All main stages are organised in separate chapters.

### Imports

In [None]:
# Import main libraries
import numpy as np
import pandas as pd
import matplotlib.pyplot as plt
import seaborn as sns

import tensorflow as tf
import csv
import io
import re
from IPython.display import Image

In [None]:
# Import text processing libraries 
import nltk
from nltk.corpus import stopwords
import string
from string import punctuation

In [None]:
# download "stopwords"
nltk.download('stopwords')

In [None]:
# Import scikit learn modules
from sklearn.model_selection import train_test_split
from sklearn.feature_extraction.text import TfidfVectorizer
from sklearn.linear_model import LogisticRegression
from sklearn.metrics import accuracy_score, f1_score, classification_report, confusion_matrix

In [None]:
# Import TensorFlow modules
from tensorflow.keras.preprocessing.text import Tokenizer
from tensorflow.keras.preprocessing.sequence import pad_sequences

from tensorflow.keras.models import Sequential
from tensorflow.keras.layers import Embedding, Dense, Bidirectional, LSTM

from tensorflow.keras import backend as K

## 1. Load datasets and insert "label" column

True news are loaded and stored in a variable. A brief check shows that there is not a feature suggesting that the text concerns a real story. Therefore, a new column "label" is added with values of "1", indicating true news.

In [None]:
true_news = pd.read_csv("../input/fake-and-real-news-dataset/True.csv")

In [None]:
true_news

In [None]:
true_news.insert(0,"label", 1)

In [None]:
true_news.head()

Similarly, fake news are stored in another variable. The same operations were performed over this dataset, too.

In [None]:
fake_news = pd.read_csv("../input/fake-and-real-news-dataset/Fake.csv")

In [None]:
fake_news

In [None]:
fake_news.insert(0, "label", 0)

In [None]:
fake_news.head()

There are 21417 entries in the "true" dataset, and 23481 samples in the false stories. Both dataframes are concatenated to form a single table.

In [None]:
true_and_fake = pd.concat([true_news, fake_news])

In [None]:
true_and_fake.shape

## 2. Prepare and preprocess data

Now, the new table has 44898 rows and 5 columns. To avoid possible distortions, duplicated news are removed.

In [None]:
true_and_fake.drop_duplicates(inplace = True)

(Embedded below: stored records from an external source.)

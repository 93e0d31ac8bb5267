use std::time::Duration;

use redis::aio::MultiplexedConnection;
use redis::AsyncCommands;
use redis::Client;

use crate::db::cache::CacheBackend;
use crate::error::AppResult;

/// Creates a Redis client for caching
///
/// Opening a client does not connect; connections are made per operation, so
/// an unreachable Redis only surfaces as failed cache calls.
pub fn create_redis_client(redis_url: &str) -> anyhow::Result<Client> {
    let client = Client::open(redis_url)?;
    Ok(client)
}

const CONNECTION_TIMEOUT: Duration = Duration::from_millis(200);
const RESPONSE_TIMEOUT: Duration = Duration::from_millis(200);

/// Redis-backed cache storage
#[derive(Clone)]
pub struct RedisBackend {
    redis_client: Client,
}

impl RedisBackend {
    pub fn new(redis_client: Client) -> Self {
        Self { redis_client }
    }

    async fn connection(&self) -> AppResult<MultiplexedConnection> {
        let conn = self
            .redis_client
            .get_multiplexed_async_connection_with_timeouts(RESPONSE_TIMEOUT, CONNECTION_TIMEOUT)
            .await?;
        Ok(conn)
    }
}

#[async_trait::async_trait]
impl CacheBackend for RedisBackend {
    async fn get(&self, key: &str) -> AppResult<Option<String>> {
        let mut conn = self.connection().await?;
        let cached: Option<String> = conn.get(key).await?;
        Ok(cached)
    }

    async fn set(&self, key: &str, value: String, ttl: Option<u64>) -> AppResult<()> {
        let mut conn = self.connection().await?;
        match ttl {
            Some(ttl) => {
                let _: () = conn.set_ex(key, value, ttl).await?;
            }
            None => {
                let _: () = conn.set(key, value).await?;
            }
        }
        Ok(())
    }

    async fn delete(&self, key: &str) -> AppResult<()> {
        let mut conn = self.connection().await?;
        let _: () = conn.del(key).await?;
        Ok(())
    }

    fn name(&self) -> &'static str {
        "redis"
    }
}

// Ignored tests need a running Redis at REDIS_URL.
#[cfg(test)]
mod tests {
    use super::*;
    use crate::db::cache::{Cache, CacheKey};
    use std::sync::Arc;

    fn redis_url() -> String {
        std::env::var("REDIS_URL").unwrap_or_else(|_| "redis://localhost:6379".to_string())
    }

    #[tokio::test]
    #[ignore]
    async fn test_cache_miss() {
        let client = create_redis_client(&redis_url()).unwrap();
        let (cache, _handle) = Cache::new(Arc::new(RedisBackend::new(client))).await;

        let key = CacheKey::VideoFeatures(-12345);
        let retrieved: Option<Vec<String>> = cache.get(&key).await;

        assert_eq!(retrieved, None);
    }

    #[tokio::test]
    #[ignore]
    async fn test_set_with_and_without_ttl() {
        let client = create_redis_client(&redis_url()).unwrap();
        let backend = RedisBackend::new(client.clone());

        backend.set("test:no_ttl", "a".to_string(), None).await.unwrap();
        backend.set("test:ttl", "b".to_string(), Some(60)).await.unwrap();

        let mut conn = client.get_multiplexed_async_connection().await.unwrap();
        let no_ttl: i64 = conn.ttl("test:no_ttl").await.unwrap();
        let with_ttl: i64 = conn.ttl("test:ttl").await.unwrap();
        assert_eq!(no_ttl, -1);
        assert!(with_ttl > 0 && with_ttl <= 60);

        backend.delete("test:no_ttl").await.unwrap();
        backend.delete("test:ttl").await.unwrap();
        assert_eq!(backend.get("test:ttl").await.unwrap(), None);
    }

    #[tokio::test]
    async fn test_silent_redis_does_not_block_compute() {
        let listener = tokio::net::TcpListener::bind("127.0.0.1:0").await.unwrap();
        let addr = listener.local_addr().unwrap();
        tokio::spawn(async move {
            let mut held = Vec::new();
            while let Ok((socket, _)) = listener.accept().await {
                held.push(socket);
            }
        });

        let client = create_redis_client(&format!("redis://{}", addr)).unwrap();
        let (cache, _handle) = Cache::new(Arc::new(RedisBackend::new(client))).await;

        let value: i64 = tokio::time::timeout(
            Duration::from_secs(5),
            cache.get_or_compute(&CacheKey::VideoFeatures(1), None, || async { Ok(42) }),
        )
        .await
        .expect("silent redis blocked the caller")
        .unwrap();
        assert_eq!(value, 42);
    }

    #[tokio::test]
    async fn test_unreachable_redis_is_a_miss() {
        let client = create_redis_client("redis://127.0.0.1:1").unwrap();
        let (cache, _handle) = Cache::new(Arc::new(RedisBackend::new(client))).await;

        let value: i64 = cache
            .get_or_compute(&CacheKey::VideoFeatures(1), None, || async { Ok(5) })
            .await
            .unwrap();
        assert_eq!(value, 5);
    }
}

A brief check shows that around 200 entries were duplicated.

In [None]:
true_and_fake.shape

Modelling both with "Scikit Learn" classifier and with Neural Network requires splitting data into training, validation and testing sets. Now, true and fake news  are ordered one afther the other. If this dataset is being split, training part will not get equal or similar false stories since most will fall into the validation and testing sets. Therefore, the code line below shuffles all samples and stores the new values in a new variable.

In [None]:
true_and_fake_dataset = true_and_fake.sample(frac = 1).reset_index(drop = True)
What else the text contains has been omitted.